Thoughts on Uses of the Meme Propagation Dataset

Here are some further thoughts on the potential uses of the open dataset that may result from the Meme Propagation experiment.

First of all, this dataset is different from other meme propagation tests in that it enables each instance of the meme to be time and location stamped, and provides information about how each instance of the meme was vectored (who it was discovered from). This data makes it possible to analyze how memes spread in space, time, and social networks.

It will be interesting to see how quickly this meme spreads around the planet, and where the major spreading points are. Who are the major vectors — what blogs, what blog software, what operating systems, what geographic locations, etc. Who is reading which blogs, and what software are they reading with? What is the average number of blogs that pick up the meme per blog that posts it?

Are there any demographic patterns to the spread of the data — for example, by gender, number of years blogging, particular software, geography, etc? Are there any patterns to the space-time distribution of the results? Can we classify blogs that participate into different categories, for example, by type of audience reached, or by number of downstream readers that result from them? How does this meme move through time — for example, can we track and visualize the momentum of this meme as it moves? (See my earlier article on measuring meme momentums for some ideas of how to do this).

The dataset generated by this experiment could help us explore these questions further, if enough people participate. This is just a first step however. I think similar techniques could be applied to tracking any story, or doing a survey or opinion poll, or even marketing using memes.

Another aspect of this that interests me is the concept of using a GUID to represent a meme so that it can easily be tracked wherever it occurs. Imagine for example, doing a survey in this manner. Each blog is responsible for housing its own results. The results all have the GUID for the survey on them. That way they can later be located and aggregated via search engines by simply searching for the GUID. In a sense, using a GUID in this manner creates a decentralized dataset.

This reminds me in some ways of my friend Paul Ford’s Future History of the The Semantic Web which has suddenly resurfaced on Slashdot today. It’s a good read by the way, although Google is not going to beat Amazon or eBay to the Semantic Web. From what I hear, Google is philosophically opposed to the Semantic Web — they prefer more traditional information retrieval techniques — primarily statistical rather than semantic.

Social tagging:

11 Responses to Thoughts on Uses of the Meme Propagation Dataset

  1. Very interesting experiment. I wish you would have chosen a shorter Google-ID, as several people already broke the current one up into several single ones. This will make it harder to search for the meme. Still it should be possible by using some sort of unique string within the text to search — “The dataset generated by this experiment could help us” should work.

  2. Nova Spivack says:

    Yeah it probably should have been a shorter GUID — but even searching for substrings within the GUID will still work, so even if people shorten it I think the results will be found (assuming Google searches for substrings, which if I recall correctly, they do).
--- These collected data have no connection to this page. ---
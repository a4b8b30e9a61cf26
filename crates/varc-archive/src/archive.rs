//! The [`Archive`] facade.

use std::collections::{BTreeMap, HashSet};
use std::fmt;
use std::io::Write;
use std::sync::Arc;

use bytes::Bytes;
use parking_lot::{const_mutex, Mutex};
use tracing::debug;
use uuid::Uuid;
use varc_asset::Asset;
use varc_store::{ContentStore, Entry, ListingStyle, NestedArchive, NodeTree};
use varc_types::{ArchiveFormat, ArchiveName, ArchivePath, IntoArchivePath};

use crate::asset::ArchiveAsset;
use crate::config::ArchiveConfig;
use crate::error::{ArchiveError, ArchiveResult};
use crate::export;
use crate::filter::Filter;

/// Serializes every change to the nesting graph, so a cycle check and the
/// mount it guards act as one step across all archives.
static NESTING: Mutex<()> = const_mutex(());

/// An in-memory virtual archive.
///
/// Share it as `Arc<Archive>`; every operation takes `&self` and the content
/// store synchronizes internally. Builder-style operations return
/// `ArchiveResult<&Self>` so calls chain with `?`.
pub struct Archive {
    id: Uuid,
    name: ArchiveName,
    format: ArchiveFormat,
    config: Arc<ArchiveConfig>,
    store: ContentStore<Archive>,
}
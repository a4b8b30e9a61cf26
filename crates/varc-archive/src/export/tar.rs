//! TAR writers.
//!
//! Minimal ustar headers with stable metadata. Names longer than 100 bytes
//! are preceded by a GNU `L` longname record.

use std::io::{self, Write};

use flate2::write::GzEncoder;
use flate2::Compression;
use varc_types::ArchiveFormat;

use super::{collect_entries, ArchiveExporter, CountingWriter, ExportEntry};
use crate::archive::Archive;
use crate::error::{ArchiveError, ArchiveResult};

const BLOCK_LEN: usize = 512;
const NAME_FIELD_LEN: usize = 100;

/// Writes archives as uncompressed ustar.
#[derive(Clone, Copy, Debug, Default)]
pub struct TarExporter;

impl ArchiveExporter for TarExporter {
    fn format(&self) -> ArchiveFormat {
        ArchiveFormat::Tar
    }

    fn export(&self, archive: &Archive, out: &mut dyn Write) -> ArchiveResult<u64> {
        let entries = collect_entries(archive)?;
        let mut counter = CountingWriter::new(out);
        write_tar(&entries, &mut counter).map_err(tar_error)?;
        Ok(counter.written())
    }
}

/// Writes archives as gzip-compressed ustar.
#[derive(Clone, Copy, Debug)]
pub struct TarGzExporter {
    level: u32,
}

impl TarGzExporter {
    pub fn new(level: u32) -> Self {
        Self { level: level.min(9) }
    }
}

impl Default for TarGzExporter {
    fn default() -> Self {
        Self::new(6)
    }
}

impl ArchiveExporter for TarGzExporter {
    fn format(&self) -> ArchiveFormat {
        ArchiveFormat::TarGz
    }

    fn export(&self, archive: &Archive, out: &mut dyn Write) -> ArchiveResult<u64> {
        let entries = collect_entries(archive)?;
        let counter = CountingWriter::new(out);
        let mut encoder = GzEncoder::new(counter, Compression::new(self.level));
        write_tar(&entries, &mut encoder).map_err(tar_error)?;
        let counter = encoder.finish().map_err(tar_error)?;
        Ok(counter.written())
    }
}

fn tar_error(e: io::Error) -> ArchiveError {
    ArchiveError::Export(format!("tar write failed: {e}"))
}

fn write_tar(entries: &[ExportEntry], out: &mut impl Write) -> io::Result<()> {
    let mut header = [0u8; BLOCK_LEN];

    for entry in entries {
        let name = entry.name.as_bytes();
        if name.len() > NAME_FIELD_LEN {
            let mut long_name = name.to_vec();
            long_name.push(0);
            write_header(&mut header, b"././@LongLink", long_name.len() as u64, b'L', 0o644)?;
            out.write_all(&header)?;
            write_padded(out, &long_name)?;
        }

        let (typeflag, mode) = if entry.is_directory() {
            (b'5', 0o755)
        } else {
            (b'0', 0o644)
        };
        let payload = entry.data.as_deref().unwrap_or(&[]);
        write_header(&mut header, name, payload.len() as u64, typeflag, mode)?;
        out.write_all(&header)?;
        write_padded(out, payload)?;
    }

    out.write_all(&[0u8; BLOCK_LEN])?;
    out.write_all(&[0u8; BLOCK_LEN])?;
    out.flush()
}

fn write_padded(out: &mut impl Write, data: &[u8]) -> io::Result<()> {
    out.write_all(data)?;
    let rem = data.len() % BLOCK_LEN;
    if rem != 0 {
        out.write_all(&vec![0u8; BLOCK_LEN - rem])?;
    }
    Ok(())
}

/// Fill `buf` with a ustar header. Names over 100 bytes are truncated; the
/// caller emits a longname record first.
fn write_header(
    buf: &mut [u8; BLOCK_LEN],
    name: &[u8],
    size: u64,
    typeflag: u8,
    mode: u32,
) -> io::Result<()> {
    buf.fill(0);
    let name_len = name.len().min(NAME_FIELD_LEN);
    buf[0..name_len].copy_from_slice(&name[..name_len]);
    write_octal(&mut buf[100..108], mode as u64)?;
    write_octal(&mut buf[108..116], 0)?;
    write_octal(&mut buf[116..124], 0)?;
    write_octal(&mut buf[124..136], size)?;
    write_octal(&mut buf[136..148], 0)?;
    buf[148..156].fill(b' ');
    buf[156] = typeflag;
    buf[257..263].copy_from_slice(b"ustar\0");
    buf[263..265].copy_from_slice(b"00");

    let sum: u32 = buf.iter().map(|&b| b as u32).sum();
    let checksum = format!("{sum:06o}\0 ");
    buf[148..156].copy_from_slice(checksum.as_bytes());
    Ok(())
}

/// Zero-padded octal followed by a NUL, filling `field`. Fails if `value`
/// needs more digits than the field holds.
fn write_octal(field: &mut [u8], value: u64) -> io::Result<()> {
    let digits = field.len() - 1;
    if digits < 22 && value >> (3 * digits) != 0 {
        return Err(io::Error::new(
            io::ErrorKind::InvalidInput,
            format!("value {value} does not fit in a {digits}-digit octal field"),
        ));
    }
    let mut v = value;
    for slot in field[..digits].iter_mut().rev() {
        *slot = b'0' + (v & 7) as u8;
        v >>= 3;
    }
    field[digits] = 0;
    Ok(())
}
  3. Tracking Meme Propogation

    Nova Spivack’s trying something interesting, a project to track the spread of a blog post as it travels through the Blogosphere. There’s three posts on it, here here & here. As requested, here’s the original post in full, with my…
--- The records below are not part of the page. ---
//! The [`Asset`] trait.

use std::any::Any;
use std::fmt;
use std::io::Read;

use crate::error::{AssetError, AssetResult};

/// A readable byte stream returned by [`Asset::open_stream`].
pub type AssetStream = Box<dyn Read + Send>;

/// Which variant produced an asset. Used for listings and diagnostics.
#[derive(Clone, Copy, Debug, PartialEq, Eq, Hash)]
pub enum AssetKind {
    Bytes,
    Empty,
    File,
    Url,
    Resource,
    Stream,
    Archive,
}

impl fmt::Display for AssetKind {
    fn fmt(&self, f: &mut fmt::Formatter<'_>) -> fmt::Result {
        match self {
            Self::Bytes => write!(f, "bytes"),
            Self::Empty => write!(f, "empty"),
            Self::File => write!(f, "file"),
            Self::Url => write!(f, "url"),
            Self::Resource => write!(f, "resource"),
            Self::Stream => write!(f, "stream"),
            Self::Archive => write!(f, "archive"),
        }
    }
}

/// A source of bytes that can be opened on demand.
///
/// Implementations must be thread-safe (`Send + Sync`). Every call to
/// [`open_stream`](Asset::open_stream) returns a fresh stream over the full
/// content; the only exception is [`StreamAsset`](crate::StreamAsset), whose
/// backing reader is inherently single-use.
pub trait Asset: Send + Sync + fmt::Debug {
    /// Open a new stream over the full content.
    fn open_stream(&self) -> AssetResult<AssetStream>;

    /// The variant behind this asset.
    fn kind(&self) -> AssetKind;

    /// The concrete asset, for callers that treat some variants specially.
    ///
    /// Archive-backed assets return themselves so an archive can recognize
    /// them and record a mount point.
    fn as_any(&self) -> Option<&dyn Any> {
        None
    }

    /// Read the full content into memory.
    fn read_to_vec(&self) -> AssetResult<Vec<u8>> {
        let mut stream = self.open_stream()?;
        let mut buf = Vec::new();
        stream
            .read_to_end(&mut buf)
            .map_err(|e| AssetError::io(self.kind().to_string(), e))?;
        Ok(buf)
    }
}
use std::path::PathBuf;

use varc_asset::AssetError;
use varc_store::StoreError;
use varc_types::TypeError;

/// Errors from archive operations.
#[derive(Debug, thiserror::Error)]
pub enum ArchiveError {
    #[error("invalid argument: {0}")]
    InvalidArgument(String),

    #[error("store error: {0}")]
    Store(#[from] StoreError),

    #[error("asset error: {0}")]
    Asset(#[from] AssetError),

    #[error("type error: {0}")]
    Type(#[from] TypeError),

    #[error("invalid configuration: {0}")]
    Config(String),

    #[error("failed to serialize configuration: {0}")]
    ConfigSer(#[from] toml::ser::Error),

    #[error("failed to parse configuration: {0}")]
    ConfigDe(#[from] toml::de::Error),

    #[error("I/O error at {path}: {source}")]
    Io {
        path: PathBuf,
        #[source]
        source: std::io::Error,
    },

    #[error("export failed: {0}")]
    Export(String),
}

impl ArchiveError {
    pub(crate) fn io(path: impl Into<PathBuf>, source: std::io::Error) -> Self {
        Self::Io {
            path: path.into(),
            source,
        }
    }
}

/// Result alias for archive operations.
pub type ArchiveResult<T> = Result<T, ArchiveError>;
//! In-memory virtual archives.
//!
//! An [`Archive`] is a named, path-addressed collection of assets that can
//! be built up programmatically, nested inside other archives, merged,
//! filtered, listed, and serialized as ZIP or TAR. Archives are created by an
//! [`ArchiveFactory`] holding an explicit [`ArchiveConfig`].
//!
//! ```no_run
//! use std::sync::Arc;
//! use varc_archive::{ArchiveFactory, ByteAsset, ListingStyle};
//!
//! # fn main() -> varc_archive::ArchiveResult<()> {
//! let factory = ArchiveFactory::default();
//! let lib = factory.create("util.jar")?;
//! lib.add("/org/Util.class", Arc::new(ByteAsset::from("...")))?;
//!
//! let app = factory.create("app.war")?;
//! app.add("/index.html", Arc::new(ByteAsset::from("<html/>")))?
//!     .add_archive("/WEB-INF/lib", &lib)?;
//!
//! assert!(app.contains("/WEB-INF/lib/util.jar/org/Util.class"));
//! println!("{}", app.listing(ListingStyle::Verbose));
//! # Ok(())
//! # }
//! ```

pub mod archive;
pub mod asset;
pub mod config;
pub mod error;
pub mod export;
pub mod factory;
pub mod filter;

pub use archive::Archive;
pub use asset::ArchiveAsset;
pub use config::{ArchiveConfig, ZipCompression};
pub use error::{ArchiveError, ArchiveResult};
pub use export::{exporter_for, ArchiveExporter, TarExporter, TarGzExporter, ZipExporter};
pub use factory::ArchiveFactory;
pub use filter::{ExcludePaths, Filter, Filters, IncludeAll, IncludePaths, IncludeUnder};

// Re-export key types
pub use varc_asset::{
    Asset, AssetError, AssetKind, ByteAsset, EmptyAsset, FileAsset, ResourceAsset, ResourceRoots,
    StreamAsset, UrlAsset,
};
pub use varc_store::{Entry, ListingStyle, Node, NodeTree, StoreError};
pub use varc_types::{ArchiveFormat, ArchiveName, ArchivePath, ArchivePaths, IntoArchivePath};
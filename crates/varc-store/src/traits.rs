//! The [`NestedArchive`] trait: the seam a store recurses through.

use varc_types::{ArchiveName, ArchivePath};

use crate::entry::Entry;

/// An archive that can be mounted inside a [`ContentStore`](crate::ContentStore).
///
/// When a lookup misses the outer store's own map and the path lies below a
/// mount point, the outer store calls [`resolve`](NestedArchive::resolve) on
/// the mounted archive with the remainder of the path. The nested archive
/// resolves that remainder against its own entries and mounts, so resolution
/// proceeds one nesting level per hop.
///
/// Implementations must be thread-safe and must lock only their own state.
pub trait NestedArchive: Send + Sync {
    /// The archive's name; it becomes the last segment of its mount point.
    fn name(&self) -> &ArchiveName;

    /// Resolve `path` (relative to this archive's root) to an entry.
    fn resolve(&self, path: &ArchivePath) -> Option<Entry>;
}
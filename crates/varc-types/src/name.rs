use std::fmt;

use serde::{Deserialize, Serialize};

use crate::error::{TypeError, TypeResult};
use crate::path::SEPARATOR;

/// A validated archive name such as `app.war` or `lib.jar`.
///
/// When an archive is nested inside another, its name becomes the final
/// segment of the mount point, so it must be a single, non-empty segment.
#[derive(Clone, PartialEq, Eq, Hash, PartialOrd, Ord, Serialize, Deserialize)]
#[serde(try_from = "String", into = "String")]
pub struct ArchiveName(String);

impl ArchiveName {
    /// Validate and wrap a name.
    pub fn new(name: impl Into<String>) -> TypeResult<Self> {
        let name = name.into();
        if name.is_empty() {
            return Err(TypeError::InvalidName {
                name,
                reason: "name must not be empty".into(),
            });
        }
        if name.contains(SEPARATOR) {
            return Err(TypeError::InvalidName {
                name,
                reason: format!("name must not contain '{SEPARATOR}'"),
            });
        }
        if name == "." || name == ".." {
            return Err(TypeError::InvalidName {
                name,
                reason: "name must not be a relative segment".into(),
            });
        }
        Ok(Self(name))
    }

    /// The name as a string slice.
    pub fn as_str(&self) -> &str {
        &self.0
    }

    /// The part after the last `.`, if any.
    pub fn extension(&self) -> Option<&str> {
        self.0.rsplit_once('.').map(|(_, ext)| ext).filter(|ext| !ext.is_empty())
    }
}

impl fmt::Debug for ArchiveName {
    fn fmt(&self, f: &mut fmt::Formatter<'_>) -> fmt::Result {
        write!(f, "ArchiveName({})", self.0)
    }
}

impl fmt::Display for ArchiveName {
    fn fmt(&self, f: &mut fmt::Formatter<'_>) -> fmt::Result {
        f.write_str(&self.0)
    }
}

impl AsRef<str> for ArchiveName {
    fn as_ref(&self) -> &str {
        &self.0
    }
}

impl TryFrom<String> for ArchiveName {
    type Error = TypeError;

    fn try_from(name: String) -> TypeResult<Self> {
        Self::new(name)
    }
}

impl TryFrom<&str> for ArchiveName {
    type Error = TypeError;

    fn try_from(name: &str) -> TypeResult<Self> {
        Self::new(name)
    }
}

impl From<ArchiveName> for String {
    fn from(name: ArchiveName) -> Self {
        name.0
    }
}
  4. Tracking Meme Propogation

    Nova Spivack’s trying something interesting, a project to track the spread of a blog post as it travels through the Blogosphere. There’s three posts on it, here here & here. As requested, here’s the original post in full, with my…
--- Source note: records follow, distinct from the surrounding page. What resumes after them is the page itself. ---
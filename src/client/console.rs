use crate::{
    client::{
        editor::{RecordEditor, SettingsForm},
        error::ClientError,
        gateway::GatewayClient,
        request::Mutation,
        session::{LoginOutcome, SessionManager, TokenStore},
        sync::{ContentState, sync_all},
    },
    models::{Record, RecordKind},
};

/// Toast-style message for the UI to show.
#[derive(Debug, Clone, PartialEq, Eq)]
pub enum Notice {
    Success(String),
    Failure(String),
}

impl Notice {
    pub fn is_failure(&self) -> bool {
        matches!(self, Notice::Failure(_))
    }
}

/// Prompt shown before a delete is sent.
pub const DELETE_PROMPT: &str = "Are you sure?";

/// Headless admin console: session, collections, the open editor and the
/// pending notices. Every successful write is followed by a full reload.
pub struct AdminConsole<G, S> {
    gateway: G,
    session: SessionManager<S>,
    content: ContentState,
    editor: Option<RecordEditor>,
    notices: Vec<Notice>,
}

impl<G: GatewayClient, S: TokenStore> AdminConsole<G, S> {
    pub fn new(gateway: G, token_store: S) -> Self {
        Self {
            gateway,
            session: SessionManager::new(token_store),
            content: ContentState::default(),
            editor: None,
            notices: Vec::new(),
        }
    }

    pub fn session(&self) -> &SessionManager<S> {
        &self.session
    }

    pub fn content(&self) -> &ContentState {
        &self.content
    }

    pub fn editor(&self) -> Option<&RecordEditor> {
        self.editor.as_ref()
    }

    pub fn editor_mut(&mut self) -> Option<&mut RecordEditor> {
        self.editor.as_mut()
    }

    pub fn notices(&self) -> &[Notice] {
        &self.notices
    }

    pub fn take_notices(&mut self) -> Vec<Notice> {
        std::mem::take(&mut self.notices)
    }

    /// Initial load: a stored token that still verifies skips the login
    /// prompt and loads the collections.
    pub async fn mount(&mut self) -> bool {
        match self.session.restore(&self.gateway).await {
            Ok(true) => {
                self.reload().await;
                true
            }
            Ok(false) => false,
            // Already logged by the session manager; the login form stays up.
            Err(_) => false,
        }
    }

    pub async fn login(&mut self, username: &str, password: &str) -> bool {
        match self.session.login(&self.gateway, username, password).await {
            Ok(LoginOutcome::Authenticated { username }) => {
                self.notify(Notice::Success(format!("Welcome, {}!", username)));
                self.reload().await;
                true
            }
            Ok(LoginOutcome::Rejected { .. }) => {
                self.notify(Notice::Failure("Invalid username or password".into()));
                false
            }
            Err(e) => {
                tracing::error!("Login request failed: {}", e);
                self.notify(Notice::Failure("Login failed".into()));
                false
            }
        }
    }

    pub fn logout(&mut self) {
        self.editor = None;
        self.session.logout();
    }

    /// Re-reads all five collections. At most one failure notice per call.
    pub async fn reload(&mut self) -> bool {
        let report = sync_all(&self.gateway, &mut self.content).await;
        if !report.is_complete() {
            self.notify(Notice::Failure("Failed to load data".into()));
        }
        report.is_complete()
    }

    /// Opens the editor: pre-filled for `record`, empty otherwise.
    pub fn open_editor(&mut self, kind: RecordKind, record: Option<&Record>) {
        self.editor = Some(RecordEditor::open(kind, record));
    }

    /// Opens the editor on a loaded record. `false` if it is not loaded.
    pub fn edit_record(&mut self, kind: RecordKind, id: i32) -> bool {
        match self.content.find(kind, id) {
            Some(record) => {
                self.editor = Some(RecordEditor::edit(&record));
                true
            }
            None => false,
        }
    }

    pub fn close_editor(&mut self) {
        self.editor = None;
    }

    pub fn settings_form(&self) -> SettingsForm {
        SettingsForm::from_current(&self.content.settings)
    }

    /// Submits the open editor. A blank required field blocks the request
    /// and leaves the editor open. On success the editor closes and every
    /// collection is reloaded.
    pub async fn save(&mut self) -> Result<(), ClientError> {
        let Some(editor) = &self.editor else {
            return Ok(());
        };

        let mutation = editor.submit()?;
        self.execute(&mutation).await?;
        self.editor = None;
        self.reload().await;
        Ok(())
    }

    pub async fn save_settings(&mut self, form: &SettingsForm) -> Result<(), ClientError> {
        let mutation = form.submit();
        self.execute(&mutation).await?;
        self.reload().await;
        Ok(())
    }

    /// Deletes a record once `confirm` agrees. Returns whether a delete was
    /// sent; a declined prompt sends nothing.
    pub async fn delete(
        &mut self,
        kind: RecordKind,
        id: i32,
        confirm: impl FnOnce(&str) -> bool,
    ) -> Result<bool, ClientError> {
        if !confirm(DELETE_PROMPT) {
            return Ok(false);
        }

        self.execute(&Mutation::Delete { kind, id }).await?;
        self.reload().await;
        Ok(true)
    }

    async fn execute(&mut self, mutation: &Mutation) -> Result<(), ClientError> {
        match self.gateway.send(mutation, self.session.token()).await {
            Ok(()) => {
                self.notify(Notice::Success(mutation.success_message().into()));
                Ok(())
            }
            Err(e) => {
                tracing::error!("{} {:?} failed: {}", mutation.method(), mutation.query(), e);
                self.notify(Notice::Failure(mutation.failure_message().into()));
                Err(e)
            }
        }
    }

    fn notify(&mut self, notice: Notice) {
        self.notices.push(notice);
    }
}
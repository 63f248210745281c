use axum::{
    Json,
    extract::{Query, State},
    response::{IntoResponse, Response},
};
use serde_json::json;

use crate::{
    errors::AppError,
    http::handlers::GatewayQuery,
    models::record::kind_label,
    state::AppState,
};

pub async fn read_handler(
    State(state): State<AppState>,
    Query(query): Query<GatewayQuery>,
) -> Result<Response, AppError> {
    let collection = query.collection()?;

    let Some(kind) = collection.record_kind() else {
        let settings = state.store.settings().await.map_err(|e| {
            tracing::error!("Error reading settings: {}", e);
            e
        })?;
        return Ok(Json(settings).into_response());
    };

    if let Some(id) = query.id()? {
        let record = state.store.get(kind, id).await.map_err(|e| {
            tracing::error!("Error reading {} {}: {}", kind, id, e);
            e
        })?;
        return match record {
            Some(record) => Ok(Json(record).into_response()),
            None => Err(AppError::NotFound(format!("{} {} not found", kind_label(kind), id))),
        };
    }

    let items = state.store.list(kind).await.map_err(|e| {
        tracing::error!("Error listing {}: {}", kind, e);
        e
    })?;

    Ok(Json(items).into_response())
}

pub async fn health_handler() -> Json<serde_json::Value> {
    Json(json!({ "status": "ok" }))
}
  5. Tracking Meme Propogation

    Nova Spivack’s trying something interesting, a project to track the spread of a blog post as it travels through the Blogosphere. There’s three posts on it, here here & here. As requested, here’s the original post (after the break) in…

  6. Tracking Meme Propogation

    Nova Spivack’s trying something interesting, a project to track the spread of a blog post as it travels through the Blogosphere. There’s three posts on it, here here & here. As requested, here’s the original post (after the break) in…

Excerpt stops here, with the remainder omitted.